Find and copy each line in the material below where the string "Unrecognized" occurs.

(Beginning of Data section)

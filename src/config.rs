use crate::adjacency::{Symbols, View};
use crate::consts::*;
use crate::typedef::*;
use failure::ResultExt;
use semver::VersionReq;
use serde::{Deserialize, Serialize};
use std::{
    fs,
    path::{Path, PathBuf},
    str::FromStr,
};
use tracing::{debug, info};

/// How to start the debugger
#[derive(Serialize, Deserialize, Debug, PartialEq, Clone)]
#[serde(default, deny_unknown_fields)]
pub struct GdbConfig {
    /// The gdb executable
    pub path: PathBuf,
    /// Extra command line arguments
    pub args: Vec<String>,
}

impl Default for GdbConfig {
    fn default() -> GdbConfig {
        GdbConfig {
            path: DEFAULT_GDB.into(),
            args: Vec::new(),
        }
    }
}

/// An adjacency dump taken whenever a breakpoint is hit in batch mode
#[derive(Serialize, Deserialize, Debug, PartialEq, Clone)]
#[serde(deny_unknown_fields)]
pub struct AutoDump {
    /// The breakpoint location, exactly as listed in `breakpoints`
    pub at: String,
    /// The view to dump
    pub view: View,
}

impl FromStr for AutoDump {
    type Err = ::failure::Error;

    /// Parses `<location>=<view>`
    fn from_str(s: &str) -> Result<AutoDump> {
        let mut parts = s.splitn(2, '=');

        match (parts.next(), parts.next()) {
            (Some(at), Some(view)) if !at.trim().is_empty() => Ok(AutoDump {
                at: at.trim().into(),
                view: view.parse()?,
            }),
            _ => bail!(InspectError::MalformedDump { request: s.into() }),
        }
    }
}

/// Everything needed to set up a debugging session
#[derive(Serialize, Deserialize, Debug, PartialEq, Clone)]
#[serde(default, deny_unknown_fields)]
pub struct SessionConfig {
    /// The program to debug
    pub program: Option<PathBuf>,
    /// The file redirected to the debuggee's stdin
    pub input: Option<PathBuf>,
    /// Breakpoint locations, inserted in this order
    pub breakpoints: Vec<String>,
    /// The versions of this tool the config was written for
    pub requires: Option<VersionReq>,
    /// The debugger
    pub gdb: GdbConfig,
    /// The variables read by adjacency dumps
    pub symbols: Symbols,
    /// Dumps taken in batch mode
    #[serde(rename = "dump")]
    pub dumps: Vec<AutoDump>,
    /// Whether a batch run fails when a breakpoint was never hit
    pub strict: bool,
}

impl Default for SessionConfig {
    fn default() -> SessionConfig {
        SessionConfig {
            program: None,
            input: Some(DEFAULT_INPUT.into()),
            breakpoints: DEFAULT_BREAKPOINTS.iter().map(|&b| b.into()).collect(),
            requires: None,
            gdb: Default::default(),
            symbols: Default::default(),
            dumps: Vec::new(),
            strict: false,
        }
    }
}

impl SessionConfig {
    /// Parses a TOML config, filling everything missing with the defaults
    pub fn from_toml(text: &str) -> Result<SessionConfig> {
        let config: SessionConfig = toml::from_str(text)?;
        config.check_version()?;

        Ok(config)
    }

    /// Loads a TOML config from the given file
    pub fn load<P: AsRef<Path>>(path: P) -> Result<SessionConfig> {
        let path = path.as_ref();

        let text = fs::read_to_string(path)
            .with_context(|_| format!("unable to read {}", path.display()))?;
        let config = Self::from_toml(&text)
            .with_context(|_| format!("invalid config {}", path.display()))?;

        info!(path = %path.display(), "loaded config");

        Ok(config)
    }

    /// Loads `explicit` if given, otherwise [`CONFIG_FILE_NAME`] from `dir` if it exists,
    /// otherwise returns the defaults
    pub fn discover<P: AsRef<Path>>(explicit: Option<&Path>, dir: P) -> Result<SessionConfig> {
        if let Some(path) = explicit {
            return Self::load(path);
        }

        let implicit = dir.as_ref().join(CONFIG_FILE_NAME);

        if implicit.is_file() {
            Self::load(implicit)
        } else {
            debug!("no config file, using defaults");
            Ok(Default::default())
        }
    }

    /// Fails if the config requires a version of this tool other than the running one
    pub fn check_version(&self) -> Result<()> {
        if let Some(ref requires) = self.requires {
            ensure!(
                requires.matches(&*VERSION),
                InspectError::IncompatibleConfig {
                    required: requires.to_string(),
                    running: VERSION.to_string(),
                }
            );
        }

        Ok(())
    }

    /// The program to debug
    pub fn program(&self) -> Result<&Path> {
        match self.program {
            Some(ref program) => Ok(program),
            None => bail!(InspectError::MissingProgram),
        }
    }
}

(End of Data section)
(Beginning of Data section)

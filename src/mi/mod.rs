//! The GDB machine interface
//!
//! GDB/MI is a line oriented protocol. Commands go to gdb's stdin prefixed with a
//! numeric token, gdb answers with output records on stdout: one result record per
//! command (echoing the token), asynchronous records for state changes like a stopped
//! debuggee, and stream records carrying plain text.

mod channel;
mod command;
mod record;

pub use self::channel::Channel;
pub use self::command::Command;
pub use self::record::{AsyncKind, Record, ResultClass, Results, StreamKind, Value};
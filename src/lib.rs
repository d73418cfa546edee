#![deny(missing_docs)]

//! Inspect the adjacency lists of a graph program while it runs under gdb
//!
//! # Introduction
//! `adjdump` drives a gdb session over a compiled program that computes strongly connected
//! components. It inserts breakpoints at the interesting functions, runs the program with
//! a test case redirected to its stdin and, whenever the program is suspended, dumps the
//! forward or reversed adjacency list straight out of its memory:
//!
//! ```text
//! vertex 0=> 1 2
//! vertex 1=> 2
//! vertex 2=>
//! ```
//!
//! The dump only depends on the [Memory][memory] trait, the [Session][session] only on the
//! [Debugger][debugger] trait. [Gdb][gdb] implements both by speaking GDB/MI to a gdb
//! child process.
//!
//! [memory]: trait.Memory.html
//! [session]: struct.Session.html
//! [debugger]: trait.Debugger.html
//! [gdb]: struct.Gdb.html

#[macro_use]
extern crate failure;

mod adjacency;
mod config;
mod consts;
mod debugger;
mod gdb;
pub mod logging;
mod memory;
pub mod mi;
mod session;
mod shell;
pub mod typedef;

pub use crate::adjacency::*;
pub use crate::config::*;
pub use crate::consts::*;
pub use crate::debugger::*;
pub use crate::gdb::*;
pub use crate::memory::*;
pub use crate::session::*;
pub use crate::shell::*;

(End of Data section)
(Beginning of Data section)

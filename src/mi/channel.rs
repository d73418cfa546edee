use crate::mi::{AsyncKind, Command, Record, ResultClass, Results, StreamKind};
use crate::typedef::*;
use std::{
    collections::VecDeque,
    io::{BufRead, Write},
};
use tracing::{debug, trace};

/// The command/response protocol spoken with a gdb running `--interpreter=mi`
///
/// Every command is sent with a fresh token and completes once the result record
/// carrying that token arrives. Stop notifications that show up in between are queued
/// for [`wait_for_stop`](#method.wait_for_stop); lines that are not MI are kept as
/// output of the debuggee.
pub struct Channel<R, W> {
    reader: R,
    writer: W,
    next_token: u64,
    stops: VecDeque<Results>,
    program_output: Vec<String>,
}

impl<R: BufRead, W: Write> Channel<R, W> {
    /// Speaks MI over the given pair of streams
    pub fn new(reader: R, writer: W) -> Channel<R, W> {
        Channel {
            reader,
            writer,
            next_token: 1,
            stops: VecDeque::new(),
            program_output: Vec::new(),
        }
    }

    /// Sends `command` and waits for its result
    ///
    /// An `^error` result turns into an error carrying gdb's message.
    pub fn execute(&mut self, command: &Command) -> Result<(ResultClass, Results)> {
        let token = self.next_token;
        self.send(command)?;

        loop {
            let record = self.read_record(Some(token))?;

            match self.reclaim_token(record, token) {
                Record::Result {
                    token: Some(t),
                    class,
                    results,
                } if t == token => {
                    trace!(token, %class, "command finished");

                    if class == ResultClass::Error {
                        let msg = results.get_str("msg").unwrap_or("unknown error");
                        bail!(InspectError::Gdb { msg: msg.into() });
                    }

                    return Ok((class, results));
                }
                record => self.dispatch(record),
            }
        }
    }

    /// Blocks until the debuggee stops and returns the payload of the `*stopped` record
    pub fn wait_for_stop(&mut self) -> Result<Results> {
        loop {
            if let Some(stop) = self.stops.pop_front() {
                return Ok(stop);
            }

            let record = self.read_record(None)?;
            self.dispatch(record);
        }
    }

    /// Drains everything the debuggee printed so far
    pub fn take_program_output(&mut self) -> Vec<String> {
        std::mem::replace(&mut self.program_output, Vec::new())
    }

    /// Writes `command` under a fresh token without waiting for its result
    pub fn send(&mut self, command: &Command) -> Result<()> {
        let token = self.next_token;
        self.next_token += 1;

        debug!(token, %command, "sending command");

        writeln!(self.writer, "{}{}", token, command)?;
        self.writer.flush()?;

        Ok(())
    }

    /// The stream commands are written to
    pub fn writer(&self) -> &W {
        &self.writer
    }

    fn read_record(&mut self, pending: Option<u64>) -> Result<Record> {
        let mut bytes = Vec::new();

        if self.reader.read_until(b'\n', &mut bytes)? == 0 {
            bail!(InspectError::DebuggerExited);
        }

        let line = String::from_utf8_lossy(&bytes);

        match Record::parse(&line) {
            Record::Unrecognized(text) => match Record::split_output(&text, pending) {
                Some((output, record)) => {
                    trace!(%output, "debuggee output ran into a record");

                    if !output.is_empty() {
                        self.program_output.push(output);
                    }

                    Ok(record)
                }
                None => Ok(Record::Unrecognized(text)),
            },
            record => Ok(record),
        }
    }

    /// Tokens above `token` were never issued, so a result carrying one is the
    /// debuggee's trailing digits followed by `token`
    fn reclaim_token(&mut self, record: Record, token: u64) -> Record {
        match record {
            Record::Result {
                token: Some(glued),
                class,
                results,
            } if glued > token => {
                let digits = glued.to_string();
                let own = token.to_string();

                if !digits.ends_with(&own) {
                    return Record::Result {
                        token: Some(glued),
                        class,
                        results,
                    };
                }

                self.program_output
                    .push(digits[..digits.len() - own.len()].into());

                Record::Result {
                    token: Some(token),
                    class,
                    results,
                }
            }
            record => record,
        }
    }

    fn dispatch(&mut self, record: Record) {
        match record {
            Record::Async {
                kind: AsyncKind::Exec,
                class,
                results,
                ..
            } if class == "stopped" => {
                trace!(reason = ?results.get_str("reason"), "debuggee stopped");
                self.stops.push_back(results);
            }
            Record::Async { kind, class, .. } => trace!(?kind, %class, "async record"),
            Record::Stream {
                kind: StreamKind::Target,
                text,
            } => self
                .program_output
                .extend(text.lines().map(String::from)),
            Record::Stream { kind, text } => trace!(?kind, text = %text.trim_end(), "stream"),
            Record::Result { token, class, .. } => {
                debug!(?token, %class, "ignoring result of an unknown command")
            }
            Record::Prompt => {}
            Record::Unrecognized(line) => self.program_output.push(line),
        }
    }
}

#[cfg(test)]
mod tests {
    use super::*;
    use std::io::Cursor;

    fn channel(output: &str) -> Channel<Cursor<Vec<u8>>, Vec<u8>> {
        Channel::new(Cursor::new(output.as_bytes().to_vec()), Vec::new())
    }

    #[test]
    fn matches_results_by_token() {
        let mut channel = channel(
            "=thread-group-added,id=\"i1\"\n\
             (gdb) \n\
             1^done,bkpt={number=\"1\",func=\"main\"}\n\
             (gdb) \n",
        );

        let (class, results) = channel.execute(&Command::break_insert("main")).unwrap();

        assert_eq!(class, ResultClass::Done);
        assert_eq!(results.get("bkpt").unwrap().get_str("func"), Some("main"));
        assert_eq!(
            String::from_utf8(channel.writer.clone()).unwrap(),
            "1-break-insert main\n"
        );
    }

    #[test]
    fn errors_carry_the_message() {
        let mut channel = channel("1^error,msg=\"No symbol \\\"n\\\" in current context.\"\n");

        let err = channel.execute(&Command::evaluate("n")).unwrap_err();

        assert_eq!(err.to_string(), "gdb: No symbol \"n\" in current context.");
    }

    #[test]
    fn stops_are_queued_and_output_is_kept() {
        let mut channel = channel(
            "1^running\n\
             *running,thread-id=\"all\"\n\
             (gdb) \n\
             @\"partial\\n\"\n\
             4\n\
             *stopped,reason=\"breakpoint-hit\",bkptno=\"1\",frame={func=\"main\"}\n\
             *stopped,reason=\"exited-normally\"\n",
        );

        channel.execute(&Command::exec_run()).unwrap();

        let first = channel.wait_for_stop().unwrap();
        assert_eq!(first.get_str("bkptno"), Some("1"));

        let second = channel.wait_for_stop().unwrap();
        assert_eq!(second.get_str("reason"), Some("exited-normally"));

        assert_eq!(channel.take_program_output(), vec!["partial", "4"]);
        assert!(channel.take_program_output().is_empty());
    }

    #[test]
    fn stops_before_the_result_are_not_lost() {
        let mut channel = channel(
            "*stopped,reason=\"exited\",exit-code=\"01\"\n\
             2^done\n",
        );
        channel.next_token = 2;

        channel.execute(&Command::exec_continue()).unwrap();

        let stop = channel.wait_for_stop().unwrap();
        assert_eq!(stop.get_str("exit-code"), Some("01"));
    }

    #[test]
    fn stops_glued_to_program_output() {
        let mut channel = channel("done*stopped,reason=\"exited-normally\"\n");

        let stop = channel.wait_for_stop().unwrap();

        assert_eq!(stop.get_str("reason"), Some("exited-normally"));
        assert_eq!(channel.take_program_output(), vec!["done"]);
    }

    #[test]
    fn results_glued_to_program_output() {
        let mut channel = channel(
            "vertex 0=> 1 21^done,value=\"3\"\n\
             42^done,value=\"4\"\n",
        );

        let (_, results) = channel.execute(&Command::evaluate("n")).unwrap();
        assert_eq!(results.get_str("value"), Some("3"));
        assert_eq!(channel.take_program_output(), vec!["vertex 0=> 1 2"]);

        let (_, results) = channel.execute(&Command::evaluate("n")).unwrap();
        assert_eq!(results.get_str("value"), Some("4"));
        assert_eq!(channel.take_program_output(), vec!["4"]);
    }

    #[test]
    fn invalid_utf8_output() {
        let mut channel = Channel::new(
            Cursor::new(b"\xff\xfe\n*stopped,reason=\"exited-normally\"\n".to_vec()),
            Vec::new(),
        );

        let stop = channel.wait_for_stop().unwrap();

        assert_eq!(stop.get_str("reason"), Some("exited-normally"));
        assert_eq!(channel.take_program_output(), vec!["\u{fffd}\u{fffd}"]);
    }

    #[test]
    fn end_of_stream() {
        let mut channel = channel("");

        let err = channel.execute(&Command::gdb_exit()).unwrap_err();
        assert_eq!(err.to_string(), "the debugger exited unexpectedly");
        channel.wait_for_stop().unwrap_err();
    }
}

(End of Data section)

Task output:
            Record::Unrecognized(text) => match Record::split_output(&text, pending) {
                None => Ok(Record::Unrecognized(text)),
            Record::Unrecognized(line) => self.program_output.push(line),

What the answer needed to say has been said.